Data supplied below:

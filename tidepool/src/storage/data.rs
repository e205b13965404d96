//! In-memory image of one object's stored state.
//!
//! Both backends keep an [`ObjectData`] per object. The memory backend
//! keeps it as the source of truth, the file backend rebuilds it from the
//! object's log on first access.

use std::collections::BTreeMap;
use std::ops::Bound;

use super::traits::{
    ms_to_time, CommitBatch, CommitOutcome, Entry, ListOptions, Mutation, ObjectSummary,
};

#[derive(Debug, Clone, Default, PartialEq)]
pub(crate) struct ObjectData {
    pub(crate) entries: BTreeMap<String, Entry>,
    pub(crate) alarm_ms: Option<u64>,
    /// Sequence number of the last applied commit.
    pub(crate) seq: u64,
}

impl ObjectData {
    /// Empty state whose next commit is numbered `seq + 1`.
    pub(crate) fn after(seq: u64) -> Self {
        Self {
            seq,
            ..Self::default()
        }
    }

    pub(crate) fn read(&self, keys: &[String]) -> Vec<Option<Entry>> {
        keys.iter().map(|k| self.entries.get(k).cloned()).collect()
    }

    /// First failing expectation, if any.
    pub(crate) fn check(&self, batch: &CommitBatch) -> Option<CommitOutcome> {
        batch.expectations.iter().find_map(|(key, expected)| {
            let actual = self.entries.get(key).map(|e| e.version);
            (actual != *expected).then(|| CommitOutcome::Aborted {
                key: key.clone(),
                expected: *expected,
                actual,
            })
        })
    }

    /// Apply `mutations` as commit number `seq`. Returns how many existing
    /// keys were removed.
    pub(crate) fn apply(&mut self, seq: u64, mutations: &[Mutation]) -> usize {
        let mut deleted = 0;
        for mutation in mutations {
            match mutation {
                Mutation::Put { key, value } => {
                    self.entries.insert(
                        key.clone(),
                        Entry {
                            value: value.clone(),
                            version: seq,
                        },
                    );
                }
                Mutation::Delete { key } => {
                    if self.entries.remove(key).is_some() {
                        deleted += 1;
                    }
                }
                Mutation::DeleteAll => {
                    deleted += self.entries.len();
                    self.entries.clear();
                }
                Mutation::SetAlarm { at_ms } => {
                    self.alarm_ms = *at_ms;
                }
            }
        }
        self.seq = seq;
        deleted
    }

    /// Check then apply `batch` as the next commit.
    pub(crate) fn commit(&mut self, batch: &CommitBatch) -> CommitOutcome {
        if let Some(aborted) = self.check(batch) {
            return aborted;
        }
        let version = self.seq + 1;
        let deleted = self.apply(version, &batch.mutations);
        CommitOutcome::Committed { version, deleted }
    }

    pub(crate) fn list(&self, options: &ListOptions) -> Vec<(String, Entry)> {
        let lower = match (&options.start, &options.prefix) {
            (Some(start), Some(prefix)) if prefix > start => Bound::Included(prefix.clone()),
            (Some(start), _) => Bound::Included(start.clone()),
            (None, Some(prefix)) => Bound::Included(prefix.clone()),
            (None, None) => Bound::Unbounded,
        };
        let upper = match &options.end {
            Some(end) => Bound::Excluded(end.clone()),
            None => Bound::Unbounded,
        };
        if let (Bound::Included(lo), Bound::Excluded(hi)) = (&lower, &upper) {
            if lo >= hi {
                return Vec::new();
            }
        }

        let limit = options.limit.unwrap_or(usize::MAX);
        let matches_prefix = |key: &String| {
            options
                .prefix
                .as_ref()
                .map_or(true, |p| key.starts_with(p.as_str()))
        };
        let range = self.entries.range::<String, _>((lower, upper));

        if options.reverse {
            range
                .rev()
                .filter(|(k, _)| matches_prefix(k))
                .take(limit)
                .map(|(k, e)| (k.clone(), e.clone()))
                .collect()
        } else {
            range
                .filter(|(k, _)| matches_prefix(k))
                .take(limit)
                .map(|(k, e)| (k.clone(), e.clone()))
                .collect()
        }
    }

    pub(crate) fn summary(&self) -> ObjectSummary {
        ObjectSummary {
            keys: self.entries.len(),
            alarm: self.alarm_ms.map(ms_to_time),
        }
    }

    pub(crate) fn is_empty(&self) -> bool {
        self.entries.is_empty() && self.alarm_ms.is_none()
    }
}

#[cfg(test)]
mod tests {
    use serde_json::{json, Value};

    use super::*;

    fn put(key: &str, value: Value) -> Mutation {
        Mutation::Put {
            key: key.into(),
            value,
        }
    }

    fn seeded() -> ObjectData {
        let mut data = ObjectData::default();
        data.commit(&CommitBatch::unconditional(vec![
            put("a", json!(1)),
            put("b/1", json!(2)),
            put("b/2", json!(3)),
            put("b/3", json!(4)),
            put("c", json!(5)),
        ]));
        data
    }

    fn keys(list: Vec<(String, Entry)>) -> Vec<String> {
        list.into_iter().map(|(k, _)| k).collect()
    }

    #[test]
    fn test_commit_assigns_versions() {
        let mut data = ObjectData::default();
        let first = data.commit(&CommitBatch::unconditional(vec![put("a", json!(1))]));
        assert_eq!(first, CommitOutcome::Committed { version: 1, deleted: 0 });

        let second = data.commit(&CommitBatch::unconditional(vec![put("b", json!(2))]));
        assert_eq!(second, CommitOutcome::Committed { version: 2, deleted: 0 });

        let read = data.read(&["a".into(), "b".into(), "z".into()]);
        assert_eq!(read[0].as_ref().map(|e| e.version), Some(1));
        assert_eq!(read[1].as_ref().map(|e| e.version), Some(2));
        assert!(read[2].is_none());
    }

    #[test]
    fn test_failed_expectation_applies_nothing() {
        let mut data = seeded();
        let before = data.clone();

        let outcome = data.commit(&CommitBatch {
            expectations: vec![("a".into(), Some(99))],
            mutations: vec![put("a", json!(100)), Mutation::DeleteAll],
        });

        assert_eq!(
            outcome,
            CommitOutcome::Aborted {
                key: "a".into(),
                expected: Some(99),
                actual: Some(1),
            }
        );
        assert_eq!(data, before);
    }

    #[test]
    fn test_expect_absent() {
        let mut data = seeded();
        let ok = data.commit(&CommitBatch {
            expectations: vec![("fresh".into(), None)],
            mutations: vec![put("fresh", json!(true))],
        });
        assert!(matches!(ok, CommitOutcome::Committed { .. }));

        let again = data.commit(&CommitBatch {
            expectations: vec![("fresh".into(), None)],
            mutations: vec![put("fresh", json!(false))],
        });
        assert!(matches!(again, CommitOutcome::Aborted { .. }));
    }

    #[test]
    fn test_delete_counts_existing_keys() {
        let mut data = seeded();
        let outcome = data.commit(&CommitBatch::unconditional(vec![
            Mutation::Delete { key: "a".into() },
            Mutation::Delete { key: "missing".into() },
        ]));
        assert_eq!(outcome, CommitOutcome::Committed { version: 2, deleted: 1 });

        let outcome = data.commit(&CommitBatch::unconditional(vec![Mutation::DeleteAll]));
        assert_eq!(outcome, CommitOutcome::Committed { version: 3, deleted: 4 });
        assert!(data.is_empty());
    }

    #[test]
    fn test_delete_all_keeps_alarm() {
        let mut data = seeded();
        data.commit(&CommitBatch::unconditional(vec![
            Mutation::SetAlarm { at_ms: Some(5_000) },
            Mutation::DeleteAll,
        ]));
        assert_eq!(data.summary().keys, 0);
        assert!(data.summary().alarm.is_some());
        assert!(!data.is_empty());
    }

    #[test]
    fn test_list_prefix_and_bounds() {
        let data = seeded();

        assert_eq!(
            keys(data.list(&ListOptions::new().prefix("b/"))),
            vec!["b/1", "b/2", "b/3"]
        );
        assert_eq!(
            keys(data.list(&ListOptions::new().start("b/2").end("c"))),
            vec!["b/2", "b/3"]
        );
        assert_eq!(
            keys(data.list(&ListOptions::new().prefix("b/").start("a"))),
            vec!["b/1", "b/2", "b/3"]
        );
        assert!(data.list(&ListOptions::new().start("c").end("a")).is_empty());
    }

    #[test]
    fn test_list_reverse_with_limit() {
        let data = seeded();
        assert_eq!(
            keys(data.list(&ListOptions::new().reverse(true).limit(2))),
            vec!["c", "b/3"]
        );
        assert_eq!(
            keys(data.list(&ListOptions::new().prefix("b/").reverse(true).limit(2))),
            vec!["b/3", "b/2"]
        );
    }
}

End of Data supplied.

**What is required:**
Your answer should consist of the lines from the line with "keys were removed." to the line with "let version = self.seq + 1;" above, repeated exactly, both ends included.

**Response area:**
    /// keys were removed.
    pub(crate) fn apply(&mut self, seq: u64, mutations: &[Mutation]) -> usize {
        let mut deleted = 0;
        for mutation in mutations {
            match mutation {
                Mutation::Put { key, value } => {
                    self.entries.insert(
                        key.clone(),
                        Entry {
                            value: value.clone(),
                            version: seq,
                        },
                    );
                }
                Mutation::Delete { key } => {
                    if self.entries.remove(key).is_some() {
                        deleted += 1;
                    }
                }
                Mutation::DeleteAll => {
                    deleted += self.entries.len();
                    self.entries.clear();
                }
                Mutation::SetAlarm { at_ms } => {
                    self.alarm_ms = *at_ms;
                }
            }
        }
        self.seq = seq;
        deleted
    }

    /// Check then apply `batch` as the next commit.
    pub(crate) fn commit(&mut self, batch: &CommitBatch) -> CommitOutcome {
        if let Some(aborted) = self.check(batch) {
            return aborted;
        }
        let version = self.seq + 1;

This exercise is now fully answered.